A mon cher oncle Mansour,
J’ai peine à croire que tu n’es plus. Sans toi, le Brésil ne sera plus pour
nous ce qu’il était.
J’ai eu la chance et le privilège de vivre avec maman ta chère soeur
Margot dix longues années au Brésil, pourtant si vite passées. Et quel
bonheur de vivre aux côtés du génie que tu étais! C’est à cette époque
que tu as choisi de te retirer de la foisonnante vie diplomatique, culturelle
et sociale dans laquelle tu évoluais comme un prince, un sultan, un roi.
D’ailleurs la presse brésilienne ne tarissait pas d’éloges à ton égard. David
Nasser, l’un des journalistes les plus influents du Brésil n’a-t-il pas écrit à ton
sujet en ces termes “j’ignore si dans les veines de ce gentilhomme du sérail,
court le sang d’un sultan ou l’éducation d’un prince. Mais je sais que la
sérénité de ses conceptions et la patience de sa méthode ont fait de lui un
diplomate entre deux mondes, le monde de son pays et son monde, soit le
Liban et l’Amérique.
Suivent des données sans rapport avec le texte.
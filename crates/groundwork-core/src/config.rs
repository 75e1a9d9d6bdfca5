//! Configuration for grounding and code generation.
//!
//! Load order: `.groundwork/config.toml` → environment variables → defaults.

use crate::index::SymbolOrder;
use anyhow::{Context, Result};
use serde::{Deserialize, Serialize};
use std::path::{Path, PathBuf};

/// Top-level groundwork configuration.
#[derive(Debug, Clone, Default, Serialize, Deserialize)]
#[serde(default)]
pub struct GroundworkConfig {
    pub grounding: GroundingConfig,
    pub generation: GenerationConfig,
    pub output: OutputConfig,
}

/// Grounding stage configuration.
#[derive(Debug, Clone, Default, Serialize, Deserialize)]
#[serde(default)]
pub struct GroundingConfig {
    /// Order in which fluent symbols receive handles. Never affects correctness.
    pub symbol_order: SymbolOrder,
    /// Pre-evaluate external constraints that mention no fluent symbol,
    /// instead of deferring them to generated code.
    pub resolve_static_externals: bool,
}

/// Code generation configuration.
#[derive(Debug, Clone, Serialize, Deserialize)]
#[serde(default)]
pub struct GenerationConfig {
    /// Directory of `<name>.tpl` files overriding the built-in templates.
    pub template_dir: Option<PathBuf>,
    /// Generate per-action and per-constraint units on the rayon pool.
    pub parallel: bool,
}

/// Artifact output configuration.
#[derive(Debug, Clone, Serialize, Deserialize)]
#[serde(default)]
pub struct OutputConfig {
    /// Output directory, relative to the project root unless absolute.
    pub dir: PathBuf,
}

impl Default for GenerationConfig {
    fn default() -> Self {
        Self {
            template_dir: None,
            parallel: true,
        }
    }
}

impl Default for OutputConfig {
    fn default() -> Self {
        Self {
            dir: PathBuf::from("generated"),
        }
    }
}

/// Helper to parse an env var and apply it to a config field.
fn env_override<T: std::str::FromStr>(var: &str, target: &mut T) {
    if let Ok(v) = std::env::var(var)
        && let Ok(n) = v.parse()
    {
        *target = n;
    }
}

impl GroundworkConfig {
    /// Load config from `.groundwork/config.toml` in the project root, with env var overrides.
    /// Falls back to defaults if no config file exists.
    pub fn load(project_root: &Path) -> Result<Self> {
        let config_path = project_root.join(".groundwork").join("config.toml");

        let mut config = if config_path.exists() {
            let content = std::fs::read_to_string(&config_path)
                .with_context(|| format!("failed to read {}", config_path.display()))?;
            toml::from_str(&content)
                .with_context(|| format!("invalid config file {}", config_path.display()))?
        } else {
            Self::default()
        };

        env_override(
            "GROUNDWORK_SYMBOL_ORDER",
            &mut config.grounding.symbol_order,
        );
        env_override(
            "GROUNDWORK_RESOLVE_STATIC_EXTERNALS",
            &mut config.grounding.resolve_static_externals,
        );
        env_override("GROUNDWORK_PARALLEL", &mut config.generation.parallel);
        env_override("GROUNDWORK_OUTPUT_DIR", &mut config.output.dir);
        if let Ok(dir) = std::env::var("GROUNDWORK_TEMPLATE_DIR")
            && !dir.is_empty()
        {
            config.generation.template_dir = Some(PathBuf::from(dir));
        }

        // Relative paths are anchored at the project root.
        if config.output.dir.is_relative() {
            config.output.dir = project_root.join(&config.output.dir);
        }
        if let Some(dir) = config.generation.template_dir.as_mut()
            && dir.is_relative()
        {
            *dir = project_root.join(&*dir);
        }

        Ok(config)
    }
}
Hostile au fanatisme, Mansour Challita est l’image ellemême
de la sagesse libanaise, de l’âme pacifiste de ce peuple que Dieu a
placé au carrefour de l’Orient…”
Tu as peuplé notre enfance
Oncle chéri, depuis notre plus tendre enfance tu as été à nos côtés,
tu étais le bras droit de maman et son soutien continu et inconditionnel,
surtout après la mort de notre cher papa.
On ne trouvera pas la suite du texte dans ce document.